The COVID-19 Pandemic led to 2021 being another virtual year for #BollywoodMonster Mashup. Headliners included Javed Ali, Harshdeep Kaur, Raftaar performing with Deep Kalsi, Yuna, and Rashmeet Kaur as well as Canada's Drag Race winner Priyanka (drag queen). The six day event included festivities like the #BollywoodMonster Kidzone as well as a Q&A with Akash Vukoti.

=== Return to In-Person ===

==== 2022 ====
On August 5 and 6, 2022, #BollywoodMonster Mashup returned to in-person. The outdoor festival featured headliners Sunny Leone, Aaman Trikha, and Aakanksha Sharma. Other acts included Team NRITYA, DDA Canada, Reign Yash Dance Academy and more. Attendees also had access to dozens of food and clothing vendors as well as free youth and senior arts workshops. The #BollywoodMonster Orchestra performed mashups of Bollywood x Disco. The festival kicked off with six days of virtual events from July 25-30 featuring exclusive interviews from past headliners Nikhita Gandhi, Ash King, Aishwarya Nigam, and Sanchari Bose as well as exclusive performances from Jonita Gandhi, Aakanksha Sharma, Abhilasha Chellam, and Parvaaz (band).

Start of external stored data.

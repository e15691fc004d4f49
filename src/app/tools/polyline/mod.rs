//! Polylinie: Startpunkt, dann Folgepunkte. Jedes Segment ist gerade oder
//! ein Bogen nach dem eingestellten Segment-Modus. Rechtsklick übernimmt
//! die Polylinie, `close` schließt sie.

use super::common::{parse_value, split_command};
use super::{ConstructionTool, PointerInput, ToolAction, ToolContext, ToolKind};
use crate::core::{Vector, TOLERANCE2};
use crate::document::Document;
use crate::geometry::{solve_bulge, ArcData, BulgeParams, BulgeSolution, LineData, PolylineData, SegmentMode};
use crate::shared::{ToolPreview, ToolSettings};

pub const MSG_CANNOT_UNDO: &str = "Cannot undo: Not enough entities defined yet.";
pub const MSG_CANNOT_CLOSE: &str = "Cannot close sequence of lines: Not enough entities defined yet.";

/// Phasen des Werkzeugs.
#[derive(Debug, Clone, Copy, PartialEq, Eq)]
pub enum PolylineStatus {
    SetStartpoint,
    SetNextPoint,
}

/// Polylinien-Werkzeug
pub struct PolylineTool {
    pub(crate) status: PolylineStatus,
    pub(crate) params: BulgeParams,
    /// Im Aufbau befindliche Polylinie (noch nicht im Dokument)
    pub(crate) polyline: Option<PolylineData>,
    /// Nächstes Segment zur Cursor-Position (Endpunkt ggf. korrigiert)
    pending: Option<BulgeSolution>,
}

impl PolylineTool {
    pub fn new() -> Self {
        Self::from_settings(&ToolSettings::default())
    }

    pub fn from_settings(settings: &ToolSettings) -> Self {
        Self {
            status: PolylineStatus::SetStartpoint,
            params: BulgeParams {
                mode: settings.polyline_mode,
                radius: settings.polyline_radius,
                angle: settings.polyline_angle,
                reversed: settings.polyline_reversed,
            },
            polyline: None,
            pending: None,
        }
    }

    /// Bulge und tatsächlicher Endpunkt des nächsten Segments bis `point`.
    fn next_segment(&self, point: Vector) -> Option<BulgeSolution> {
        let poly = self.polyline.as_ref()?;
        let last = poly.last_segment();
        Some(solve_bulge(&self.params, last.as_ref(), poly.end_point(), point))
    }

    /// Übernimmt die Polylinie ins Dokument, sofern sie ein Segment hat.
    fn commit(&mut self, ctx: &mut ToolContext<'_>) -> bool {
        let Some(poly) = self.polyline.take() else {
            return false;
        };
        self.pending = None;
        self.status = PolylineStatus::SetStartpoint;
        if poly.segment_count() == 0 {
            return false;
        }
        ctx.commit(vec![poly.into()], &[]);
        true
    }

    fn undo(&mut self, ctx: &mut ToolContext<'_>) -> ToolAction {
        let Some(poly) = self.polyline.as_mut().filter(|p| p.vertex_count() >= 2) else {
            ctx.message(MSG_CANNOT_UNDO);
            return ToolAction::Ignored;
        };
        poly.remove_last_vertex();
        let end = poly.end_point();
        ctx.move_relative_zero(end);
        self.pending = None;
        ToolAction::Continue
    }

    fn close(&mut self, ctx: &mut ToolContext<'_>) -> ToolAction {
        let closing = match self.polyline.as_ref() {
            Some(poly) if poly.vertex_count() >= 3 => {
                let start = poly.start_point();
                self.next_segment(start)
                    .filter(|s| s.end_point.squared_to(start) < TOLERANCE2)
                    .map_or(0.0, |s| s.bulge)
            }
            _ => {
                ctx.message(MSG_CANNOT_CLOSE);
                return ToolAction::Ignored;
            }
        };
        if let Some(poly) = self.polyline.as_mut() {
            poly.close(closing);
            let start = poly.start_point();
            ctx.move_relative_zero(start);
        }
        self.commit(ctx);
        ToolAction::Committed
    }

    fn set_value(&mut self, keyword: &str, text: &str, ctx: &mut ToolContext<'_>) -> ToolAction {
        let Some(value) = parse_value(ctx, text) else {
            return ToolAction::Ignored;
        };
        if keyword == "radius" {
            self.params.radius = value;
        } else {
            self.params.angle = value;
        }
        ToolAction::UpdatePreview
    }
}

impl Default for PolylineTool {
    fn default() -> Self {
        Self::new()
    }
}

impl ConstructionTool for PolylineTool {
    fn kind(&self) -> ToolKind {
        ToolKind::Polyline
    }

    fn status_text(&self) -> &str {
        match self.status {
            PolylineStatus::SetStartpoint => "Startpunkt wählen",
            PolylineStatus::SetNextPoint => "Nächsten Punkt wählen (undo, close; Rechtsklick übernimmt)",
        }
    }

    fn is_initial(&self) -> bool {
        self.status == PolylineStatus::SetStartpoint
    }

    fn on_mouse_move(&mut self, pointer: PointerInput, _ctx: &mut ToolContext<'_>) -> ToolAction {
        self.pending = match self.status {
            PolylineStatus::SetNextPoint => self.next_segment(pointer.snapped),
            PolylineStatus::SetStartpoint => None,
        };
        ToolAction::UpdatePreview
    }

    fn on_coordinate(&mut self, pointer: PointerInput, ctx: &mut ToolContext<'_>) -> ToolAction {
        let point = pointer.snapped;
        if !point.valid {
            return ToolAction::Ignored;
        }
        match self.status {
            PolylineStatus::SetStartpoint => {
                self.polyline = Some(PolylineData::new(point));
                ctx.move_relative_zero(point);
                self.status = PolylineStatus::SetNextPoint;
                ToolAction::Continue
            }
            PolylineStatus::SetNextPoint => {
                let Some(segment) = self.next_segment(point) else {
                    return ToolAction::Ignored;
                };
                let Some(poly) = self.polyline.as_mut() else {
                    return ToolAction::Ignored;
                };
                if segment.end_point.squared_to(poly.end_point()) < TOLERANCE2 {
                    log::debug!("Polylinie: Segment der Länge 0 verworfen");
                    return ToolAction::Ignored;
                }
                poly.add_vertex(segment.end_point, segment.bulge);
                ctx.move_relative_zero(segment.end_point);
                self.pending = None;
                ToolAction::Continue
            }
        }
    }

    fn on_command(&mut self, command: &str, ctx: &mut ToolContext<'_>) -> ToolAction {
        let (keyword, rest) = split_command(command);
        match keyword.as_str() {
            "undo" | "u" => return self.undo(ctx),
            "close" | "c" => return self.close(ctx),
            "radius" | "angle" if !rest.is_empty() => return self.set_value(&keyword, rest, ctx),
            "reversed" => {
                self.params.reversed = !self.params.reversed;
                return ToolAction::UpdatePreview;
            }
            _ => {}
        }
        match SegmentMode::from_name(&keyword) {
            Some(mode) => {
                self.params.mode = mode;
                log::debug!("Polylinie: Segment-Modus {}", mode.name());
                ToolAction::UpdatePreview
            }
            None => {
                log::debug!("Polylinie: unbekannter Befehl '{}'", command);
                ToolAction::Ignored
            }
        }
    }

    fn on_back(&mut self, ctx: &mut ToolContext<'_>) -> ToolAction {
        match self.status {
            PolylineStatus::SetStartpoint => ToolAction::Finished,
            PolylineStatus::SetNextPoint => {
                if self.commit(ctx) {
                    ToolAction::Committed
                } else {
                    ToolAction::Continue
                }
            }
        }
    }

    fn preview(&self) -> ToolPreview {
        let Some(poly) = self.polyline.as_ref() else {
            return ToolPreview::default();
        };
        let mut preview = ToolPreview::default();
        preview.entities.extend(poly.segments());
        if let Some(next) = self.pending {
            let start = poly.end_point();
            match ArcData::from_2p_bulge(start, next.end_point, next.bulge) {
                Some(arc) => preview.push(arc),
                None if next.end_point.squared_to(start) >= TOLERANCE2 => {
                    preview.push(LineData::new(start, next.end_point))
                }
                None => {}
            }
        }
        preview
    }

    fn reset(&mut self, _doc: &mut dyn Document) {
        self.status = PolylineStatus::SetStartpoint;
        self.polyline = None;
        self.pending = None;
    }

    fn store_settings(&self, settings: &mut ToolSettings) {
        settings.polyline_mode = self.params.mode;
        settings.polyline_radius = self.params.radius;
        settings.polyline_angle = self.params.angle;
        settings.polyline_reversed = self.params.reversed;
    }
}

#[cfg(test)]
mod tests;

Mashup performances included Irish x Punjabi by The Snake Charmer, Bollywood x Funk by Penn Masala, and Drag x Rap by Petter Wallenberg & Rainbow Riots.

==== 2023 ====
The festival took place on Friday July 21 and Saturday July 22 with a dual emphasis between the live concerts and meet & greets from Bollywood singers Ash King, Shashaa Tirupati and Aishwarya Pandit and the growing food festival featuring street food from Northwest India/Pakistan, Northeast India/Nepal, South India/Sri Lanka, and fusion dishes such as Mexican x Indian Tacos and butter chicken momos. The original #BollywoodMonster Orchestra by Vikas Kohli, Ev Harris and Antonia Cambre will perform mashups of 80s western music x 80s Bollywood hits. GO Transit highlighted free travel for kids and transit routes via the Square One bus terminal. The #BollywoodMonster KidZone included inflatables and various free crafts. Kids got free freezies on Saturday afternoon. The #BollywoodMonster Seniors Lounge included card playing.

==== 2024 ====
On Friday, July 26 featured a special 3-hour concert from Kavita Krishnamurthy with Dr L. Subramaniam, and Saturday July 27 featured a concert from Yasser Desai. The #BollywoodMonster Orchestra performed psychedelic mashups such as “Hari Om Hari” from the film Pyaara Dushman x “Venus” by Bananarama. Attendees on Saturday afternoon could win a grand prize of $1000.

==== 2025: 15th Anniversary ====
On Friday, July 25 and Saturday, July 26 the concerts with laser show featured Bollywood singer Jyotica Tangri and Indian Idol finalist Nirali Fozdar. The #BollywoodMonster Orchestra performed Bollywood x Caribbean mashups. The festival had free entry and free parking, and the family programming included free arts workshops, free sports activities, and free seniors lounge. The food festival portion featured halal, vegetarian and gluten-free options from . The VIP event was attended by Jyotica Tangri, Nirali Fozdar, Vikas Kohli, MPP Nina Tangri, MPP Rudy Cuzzetto, MPP Deepak Anand, Councilor Kovac, and Ontario Arts Council board and staff.

==== 2026 Announced ====
The outdoor festival is expanding to three days: Friday, July 24, Saturday, July 25 and Sunday, July 26. The concerts will feature Neeraj Shridhar, Jolly Mukherjee and Priyanka Mitra. The food festival will have momos, pav bhaji, shawarma, mango lassi, etc. as well as eating contests and shopping. The family programming includes SuperDogs, Bollywood-themed selfie stations, free kids activities, and a free seniors area.